Equally, however, it would be a mistake to think traditional retailers are not ready to embrace technology-powered solutions. Quite the opposite is true: in China, for example, 84% of mom and pop retailers, even in the smaller towns and villages, already offer customers digital payments through channels such as Alipay and WeChat; in India, 64% of traditional retailers are prepared to use mobile as a channel through which to conduct business with both their own customers and their CPG companies.

The key for CPG companies will be to define the processes through which they interact with their distributors and retail clients – and to focus on the granularity of trade promotion activity they hope to achieve in each case, for planning, accrual and actualization. They will also need a change management strategy in place, to ensure seamless user adoption.

Data will be a crucial part of the equation. First, without accurate and standardized point of sale data, CPG businesses will not be able to execute their trade promotion activity as planned. Second, the insight generated from such activity will be based on false premises – and therefore of less value for optimizing future promotional activity.

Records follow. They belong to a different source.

//! # Context Registry
//!
//! Maps chain references to per-chain contexts. Built once from a validated
//! [`BridgeConfig`], shared by `Arc`, never mutated afterwards.
//!
//! ```text
//! ChainRef::Id(1) ─┐
//!                  ├─> ContextRegistry::resolve ─> ChainContext::Solana(SolanaAdapter)
//! "solana" ────────┘
//! ```

use crate::adapters::{AptosAdapter, EvmAdapter, SolanaAdapter, SuiAdapter};
use crate::config::{BridgeConfig, ChainConfig, Network};
use crate::domain::{
    BridgeError, BridgeResult, ChainFamily, ChainId, ChainName, ChainRef, TokenId,
};
use crate::ports::outbound::{ChainProvider, RelayerContract, TokenBridgeAdapter};
use std::collections::HashMap;
use std::sync::Arc;
use tracing::{debug, info};

/// Adapter for one configured chain, tagged by family.
pub enum ChainContext {
    /// EVM chain.
    Evm(EvmAdapter),
    /// Solana.
    Solana(SolanaAdapter),
    /// Sui.
    Sui(SuiAdapter),
    /// Aptos.
    Aptos(AptosAdapter),
}

impl ChainContext {
    fn new(
        chain: ChainConfig,
        provider: Arc<dyn ChainProvider>,
        relayer: Option<Arc<dyn RelayerContract>>,
    ) -> Self {
        match chain.family {
            ChainFamily::Evm => Self::Evm(EvmAdapter::new(chain, provider, relayer)),
            ChainFamily::Solana => Self::Solana(SolanaAdapter::new(chain, provider, relayer)),
            ChainFamily::Sui => Self::Sui(SuiAdapter::new(chain, provider, relayer)),
            ChainFamily::Aptos => Self::Aptos(AptosAdapter::new(chain, provider, relayer)),
        }
    }

    /// The family adapter.
    pub fn adapter(&self) -> &dyn TokenBridgeAdapter {
        match self {
            Self::Evm(a) => a,
            Self::Solana(a) => a,
            Self::Sui(a) => a,
            Self::Aptos(a) => a,
        }
    }

    /// Chain family.
    pub fn family(&self) -> ChainFamily {
        self.adapter().family()
    }

    /// Chain configuration.
    pub fn config(&self) -> &ChainConfig {
        self.adapter().chain()
    }

    /// Bridge chain id.
    pub fn chain_id(&self) -> ChainId {
        self.config().id
    }

    /// Chain name.
    pub fn chain_name(&self) -> &ChainName {
        &self.config().name
    }

    /// RPC handle of the chain.
    pub fn connection(&self) -> &Arc<dyn ChainProvider> {
        match self {
            Self::Evm(a) => a.provider(),
            Self::Solana(a) => a.connection(),
            Self::Sui(a) => a.provider(),
            Self::Aptos(a) => a.provider(),
        }
    }

    /// The Solana adapter, for Solana-only queries.
    pub fn as_solana(&self) -> Option<&SolanaAdapter> {
        match self {
            Self::Solana(a) => Some(a),
            _ => None,
        }
    }
}

/// Builder for [`ContextRegistry`].
pub struct ContextRegistryBuilder {
    config: BridgeConfig,
    providers: HashMap<ChainName, Arc<dyn ChainProvider>>,
    relayers: HashMap<ChainName, Arc<dyn RelayerContract>>,
}

impl ContextRegistryBuilder {
    /// Attach the RPC handle for `chain`. Every configured chain needs one.
    pub fn with_provider(
        mut self,
        chain: impl Into<ChainName>,
        provider: Arc<dyn ChainProvider>,
    ) -> Self {
        self.providers.insert(chain.into(), provider);
        self
    }

    /// Attach the relayer handle for `chain`.
    pub fn with_relayer(
        mut self,
        chain: impl Into<ChainName>,
        relayer: Arc<dyn RelayerContract>,
    ) -> Self {
        self.relayers.insert(chain.into(), relayer);
        self
    }

    /// Validate and build.
    pub fn build(mut self) -> BridgeResult<ContextRegistry> {
        self.config.validate()?;

        let mut contexts = Vec::with_capacity(self.config.chains.len());
        let mut by_id = HashMap::new();
        let mut by_name = HashMap::new();

        for chain in &self.config.chains {
            let provider = self.providers.remove(&chain.name).ok_or_else(|| {
                BridgeError::InvalidConfig(format!("no provider for chain {}", chain.name))
            })?;
            let relayer = self.relayers.remove(&chain.name);
            if relayer.is_some() && chain.contracts.relayer.is_none() {
                return Err(BridgeError::InvalidConfig(format!(
                    "relayer handle given for {} but no relayer contract configured",
                    chain.name
                )));
            }

            debug!(
                "[qc-15] Registering {} (id={}, family={}, relayer={})",
                chain.name,
                chain.id,
                chain.family,
                relayer.is_some()
            );
            by_id.insert(chain.id, contexts.len());
            by_name.insert(chain.name.clone(), contexts.len());
            contexts.push(ChainContext::new(chain.clone(), provider, relayer));
        }

        if let Some(name) = self
            .providers
            .keys()
            .chain(self.relayers.keys())
            .next()
        {
            return Err(BridgeError::UnknownChain(name.to_string()));
        }

        info!(
            "[qc-15] Context registry ready: {} chain(s) on {:?}",
            contexts.len(),
            self.config.network
        );

        Ok(ContextRegistry {
            network: self.config.network,
            claim_gas_limit: self.config.claim_gas_limit,
            contexts,
            by_id,
            by_name,
        })
    }
}

/// Chain reference → context dispatcher.
pub struct ContextRegistry {
    network: Network,
    claim_gas_limit: u64,
    contexts: Vec<ChainContext>,
    by_id: HashMap<ChainId, usize>,
    by_name: HashMap<ChainName, usize>,
}

impl ContextRegistry {
    /// Start building a registry for `config`.
    pub fn builder(config: BridgeConfig) -> ContextRegistryBuilder {
        ContextRegistryBuilder {
            config,
            providers: HashMap::new(),
            relayers: HashMap::new(),
        }
    }

    /// Context for a chain id or name.
    pub fn resolve(&self, chain: impl Into<ChainRef>) -> BridgeResult<&ChainContext> {
        let chain = chain.into();
        let index = match &chain {
            ChainRef::Id(id) => self.by_id.get(id),
            ChainRef::Name(name) => self.by_name.get(name),
        };
        index
            .map(|&i| &self.contexts[i])
            .ok_or_else(|| BridgeError::UnknownChain(chain.to_string()))
    }

    /// Numeric id of a chain reference.
    pub fn to_chain_id(&self, chain: impl Into<ChainRef>) -> BridgeResult<ChainId> {
        self.resolve(chain).map(ChainContext::chain_id)
    }

    /// Name of a chain reference.
    pub fn to_chain_name(&self, chain: impl Into<ChainRef>) -> BridgeResult<ChainName> {
        self.resolve(chain).map(|c| c.chain_name().clone())
    }

    /// All contexts, in configuration order.
    pub fn contexts(&self) -> impl Iterator<Item = &ChainContext> {
        self.contexts.iter()
    }

    /// Network of the configured chains.
    pub fn network(&self) -> Network {
        self.network
    }

    /// Gas limit applied to redeem transactions.
    pub fn claim_gas_limit(&self) -> u64 {
        self.claim_gas_limit
    }

    /// Representation of `token` on `chain`.
    ///
    /// The token's own address on its native chain; `None` when the token
    /// was never attested to `chain`.
    pub async fn get_foreign_asset(
        &self,
        token: &TokenId,
        chain: impl Into<ChainRef>,
    ) -> BridgeResult<Option<String>> {
        let target = self.resolve(chain)?;
        if &token.chain == target.chain_name() {
            return Ok(Some(token.address.clone()));
        }

        let origin = self.resolve(&token.chain)?;
        let origin_address = origin
            .adapter()
            .format_asset_address(&token.address)
            .await?;
        target
            .adapter()
            .wrapped_asset(origin.chain_id(), &origin_address)
            .await
    }

    /// Like [`get_foreign_asset`](Self::get_foreign_asset) but absence is an error.
    pub async fn must_get_foreign_asset(
        &self,
        token: &TokenId,
        chain: impl Into<ChainRef>,
    ) -> BridgeResult<String> {
        let chain = chain.into();
        self.get_foreign_asset(token, chain.clone())
            .await?
            .ok_or_else(|| BridgeError::ForeignAssetNotFound {
                token: token.to_string(),
                chain: chain.to_string(),
            })
    }

    /// On-chain decimals of `token`'s representation on `chain`.
    pub async fn fetch_token_decimals(
        &self,
        token: &TokenId,
        chain: impl Into<ChainRef>,
    ) -> BridgeResult<u8> {
        let target = self.resolve(chain)?;
        let asset = self
            .must_get_foreign_asset(token, target.chain_name())
            .await?;
        target.adapter().fetch_token_decimals(&asset).await
    }
}

#[cfg(test)]
mod tests {
    use super::*;
    use crate::domain::{format_address, ErrorKind, WireAddress};
    use crate::test_utils::{testnet_config, MockChains};

    #[test]
    fn test_resolve_by_id_and_name() {
        let chains = MockChains::testnet();
        let registry = chains.registry();

        let by_id = registry.resolve(1u16).unwrap();
        let by_name = registry.resolve("solana").unwrap();
        assert_eq!(by_id.chain_name(), by_name.chain_name());
        assert_eq!(by_id.family(), ChainFamily::Solana);
        assert!(by_id.as_solana().is_some());

        assert_eq!(registry.to_chain_id("sui").unwrap(), ChainId(21));
        assert_eq!(registry.to_chain_name(22u16).unwrap().as_str(), "aptos");
        assert_eq!(registry.to_chain_id(ChainId(2)).unwrap(), ChainId(2));
    }

    #[test]
    fn test_unknown_chain() {
        let registry = MockChains::testnet().registry();
        let err = registry.resolve("karura").err().unwrap();
        assert!(matches!(err, BridgeError::UnknownChain(ref name) if name == "karura"));
        assert_eq!(registry.to_chain_id(9999u16).unwrap_err().kind(), ErrorKind::Configuration);
    }

    #[test]
    fn test_families_dispatch_to_matching_adapter() {
        let registry = MockChains::testnet().registry();
        for context in registry.contexts() {
            assert_eq!(context.family(), context.config().family);
            assert_eq!(context.adapter().family(), context.family());
        }
    }

    #[test]
    fn test_build_requires_every_provider() {
        let err = ContextRegistry::builder(testnet_config())
            .with_provider("goerli", Arc::new(crate::ports::MockChainProvider::new()))
            .build()
            .err()
            .unwrap();
        assert!(matches!(err, BridgeError::InvalidConfig(_)));
    }

    #[test]
    fn test_build_rejects_relayer_without_contract() {
        let chains = MockChains::testnet();
        let err = chains
            .builder()
            .with_relayer("aptos", Arc::new(crate::ports::MockRelayer::new()))
            .build()
            .err()
            .unwrap();
        assert!(matches!(err, BridgeError::InvalidConfig(_)));
    }

    #[test]
    fn test_build_rejects_unconfigured_provider() {
        let chains = MockChains::testnet();
        let err = chains
            .builder()
            .with_provider("karura", Arc::new(crate::ports::MockChainProvider::new()))
            .build()
            .err()
            .unwrap();
        assert!(matches!(err, BridgeError::UnknownChain(_)));
    }

    #[test]
    fn test_build_validates_config() {
        let mut config = testnet_config();
        config.claim_gas_limit = 0;
        assert!(ContextRegistry::builder(config).build().is_err());
    }

    #[test]
    fn test_registry_exposes_settings() {
        let registry = MockChains::testnet().registry();
        assert_eq!(registry.network(), Network::Testnet);
        assert_eq!(registry.claim_gas_limit(), 250_000);
        assert!(registry.resolve("goerli").unwrap().adapter().supports_relay());
        assert!(!registry.resolve("aptos").unwrap().adapter().supports_relay());
    }

    #[tokio::test]
    async fn test_foreign_asset_on_native_chain_is_token_address() {
        let chains = MockChains::testnet();
        let registry = chains.registry();
        let usdc = TokenId::new("goerli", "0x07865c6e87b9f70255377e024ace6630c1eaa37f");

        let asset = registry.get_foreign_asset(&usdc, "goerli").await.unwrap();
        assert_eq!(asset.as_deref(), Some(usdc.address.as_str()));
        assert_eq!(chains.provider("goerli").call_count(), 0);
    }

    #[tokio::test]
    async fn test_foreign_asset_lookup() {
        let chains = MockChains::testnet();
        let registry = chains.registry();
        let usdc = TokenId::new("goerli", "0x07865c6e87b9f70255377e024ace6630c1eaa37f");

        assert_eq!(registry.get_foreign_asset(&usdc, "fuji").await.unwrap(), None);
        let err = registry.must_get_foreign_asset(&usdc, "fuji").await.unwrap_err();
        assert_eq!(err.kind(), ErrorKind::NotFound);

        let wire: WireAddress = format_address(ChainFamily::Evm, &usdc.address).unwrap();
        chains
            .provider("fuji")
            .set_wrapped_asset(ChainId(2), wire, "0x63a30f239dc8d1c17bf6653a68fc6c2f83641e25");
        chains
            .provider("fuji")
            .set_decimals("0x63a30f239dc8d1c17bf6653a68fc6c2f83641e25", 6);

        assert_eq!(
            registry.must_get_foreign_asset(&usdc, 6u16).await.unwrap(),
            "0x63a30f239dc8d1c17bf6653a68fc6c2f83641e25"
        );
        assert_eq!(registry.fetch_token_decimals(&usdc, "fuji").await.unwrap(), 6);
    }
}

Conclusion: Double dividend

What’s the right play for established consumer goods companies branching into emerging markets? The answer is relevance. It all comes down to ensuring they stay on the pulse of tech-savvy consumers, craft hyper-personalized user experiences, capture the value in the ongoing explosion of digital technologies, and acquire the agility to flex the business quickly and responsively to shifting consumer behaviors – especially, in this context, when it comes to advanced trade promotion.

With this in mind, if you can get the switch to digital right, the potential gains are enormous. First, the benefits of automating and streamlining trade promotion accrue very rapidly. Second, the opportunity to leverage predictive insights is even more valuable. Armed with tools that identify which promotions work best for any given SKU, store cluster or market, CPG companies are in a position to significantly improve trade spend ROI.